16 de mayo de 2018
16.05.2018

Celoriu, Barru y Poo son núcleos urbanos, pero el Plan General de Llanes reconoce su "ruralidad"

Recuperar la identidad tradicional de los pueblos y mantener la armonía del paisaje natural y rural, objetivos del planeamiento

16.05.2018 | 09:48
La playa de Borizu, en Celoriu, con el monasterio de San Salvador al fondo.

Celoriu, Barru y Poo serán clasificados como núcleos urbanos en el futuro Plan General de Ordenación (PGO) de Llanes, pero tendrán un trato especial: se respetará su "ruralidad". De hecho se ha reservado para ellos una nueva figura, la de "suelo urbano de núcleo tradicional", que pretende conjugar su identidad tradicional con los crecimientos registrados en los últimos decenios. Eso sí, no habrá en ninguno de los tres suelos urbanizables, y su crecimiento se dirigirá, preferentemente, "hacia dentro", colmatando los vacíos existentes.

Esta es una de las propuestas más destacadas del documento de prioridades del PGO, que se presentará oficialmente el próximo viernes y del que LA NUEVA ESPAÑA ya ha revelado varias de sus líneas maestras, como que se renegará de las recalificaciones masivas de suelo, de los chalés adosados y las urbanizaciones de segundas residencias, y que se protegerá el paisaje (también el urbano) y el medio rural.

En las reuniones previas sobre el futuro planeamiento un buen número de vecinos había planteado la conveniencia de que Poo, Celoriu y Barru recuperaran su condición de núcleos rurales, perdida en los planeamientos anteriores, anulados por los tribunales. Pero el documento de prioridades consideran que los crecimientos registrados desde los años ochenta han conformado una malla urbana. Y dado a que existe en todos ellos una "dualidad" (tejidos tradicionales propios del asentamiento rural y nuevos desarrollos de vivienda de segunda residencia, propios de los procesos urbanos), los autores del documento han optado por crear una nueva figura para ellos, la ya citada "suelo urbano de núcleo tradicional".
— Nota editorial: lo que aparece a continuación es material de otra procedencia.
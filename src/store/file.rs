use crate::store::KeyValueStore;
use crate::{utils, Result};
use anyhow::bail;
use async_trait::async_trait;
use std::path::{Path, PathBuf};

/// Stores each key as `<key>.json` in a directory.
#[derive(Debug, Clone, Eq, PartialEq)]
pub struct FileStore {
    dir: PathBuf,
}

impl FileStore {
    /// Uses `dir` for storage, creating it if it does not exist.
    pub async fn open(dir: impl Into<PathBuf>) -> Result<Self> {
        let dir = dir.into();
        utils::make_dir(&dir).await?;
        Ok(Self { dir })
    }

    pub fn dir(&self) -> &Path {
        &self.dir
    }

    fn path(&self, key: &str) -> Result<PathBuf> {
        let valid = !key.is_empty()
            && key
                .chars()
                .all(|c| c.is_ascii_alphanumeric() || c == '_' || c == '-');
        if !valid {
            bail!("Invalid storage key '{key}'");
        }
        Ok(self.dir.join(format!("{key}.json")))
    }
}

#[async_trait]
impl KeyValueStore for FileStore {
    async fn get(&self, key: &str) -> Result<Option<String>> {
        let path = self.path(key)?;
        if !utils::is_file(&path).await {
            return Ok(None);
        }
        Ok(Some(utils::read(&path).await?))
    }

    async fn set(&self, key: &str, value: String) -> Result<()> {
        let path = self.path(key)?;
        utils::write_replace(&path, value).await
    }
}

#[cfg(test)]
mod tests {
    use super::*;
    use crate::store::{load, save};
    use tempfile::TempDir;

    #[tokio::test]
    async fn test_values_survive_reopen() {
        let dir = TempDir::new().unwrap();
        let store_dir = dir.path().join("store");
        {
            let store = FileStore::open(&store_dir).await.unwrap();
            save(&store, "quarter_isBalanceVisible", &false)
                .await
                .unwrap();
        }
        let store = FileStore::open(&store_dir).await.unwrap();
        let visible: Option<bool> = load(&store, "quarter_isBalanceVisible").await;
        assert_eq!(visible, Some(false));
        assert!(store_dir.join("quarter_isBalanceVisible.json").is_file());
    }

    #[tokio::test]
    async fn test_missing_key_is_none() {
        let dir = TempDir::new().unwrap();
        let store = FileStore::open(dir.path()).await.unwrap();
        assert_eq!(store.get("nothing_here").await.unwrap(), None);
    }

    #[tokio::test]
    async fn test_rejects_path_like_keys() {
        let dir = TempDir::new().unwrap();
        let store = FileStore::open(dir.path()).await.unwrap();
        assert!(store.set("../escape", "1".to_string()).await.is_err());
        assert!(store.get("").await.is_err());
    }
}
El objetivo principal será "la recuperación de los valores tradicionales propios de los asentamientos origen". Los esfuerzos se dedicarán, más que a la clasificación concreta de esos núcleos, a cómo acometer la ordenación en cada asentamiento, pero siempre "tomando como premisas la recuperación de la identidad cultural de cada núcleo". Y es que las transformaciones que han sufrido la mayoría de estos núcleos, considerados "urbanos" en los anteriores planeamientos, hacen "difícil" la "vuelta al concepto de suelo no urbanizable de núcleo rural", pues "se han consolidado nuevos barrios con mayor o menor fortuna en su integración con las estructuras primarias, han aparecido dotaciones y diversidad de uso", subrayan los urbanistas. Así que el apuestan por mantenerlos como suelo urbano, pero "con nuevas perspectivas" que tienen como "objetivo básico" conjugar los "parámetros urbanos y de ruralidad".

Hay una excepción: Niembru, que en anteriores planeamientos se había clasificado como núcleo urbano. En este caso, los autores del documento de prioridades consideran que su actual tejido urbanístico permite su reconsideración como núcleo rural, como demandaron los vecinos.

El Plan de Llanes planteará la ordenación de Celoriu, Barru y Poo con un reto: "recuperar la manera de ocupación tradicional de los núcleos desde su consideración como suelo urbano". ¿Cómo? Estableciendo condiciones para que su configuración sea "próxima a la manera tradicional". Se abordará así la regulación de los pueblos con mayor dinamismo urbano, "núcleos complejos" a los que su "condición de urbanos" no les hará perder "su esencia tradicional".

Serán objeto una ordenación que el documento define como "rur-urbana". Traducido: en Barru, Celoriu y Poo se delimitarán y acotarán "estrictamente" los ámbitos de actuación para que se contruya solo en los vacíos interiores; se establecerán "áreas de protección" que impedirán el desarrollo de nuevas actuaciones urbanas, y será obligatorio realizar "estudios de adaptación al entorno", con "las medidas correctoras necesarias para minimizar la incidencia sobre el territorio de la nueva construcción". Medidas que incidirán en el "respeto al empleo de las tipologías y volumetrías de la zona" y en la sintonía "con el medio ambiente", de forma que "no rompan la armonía del paisaje natural y rural".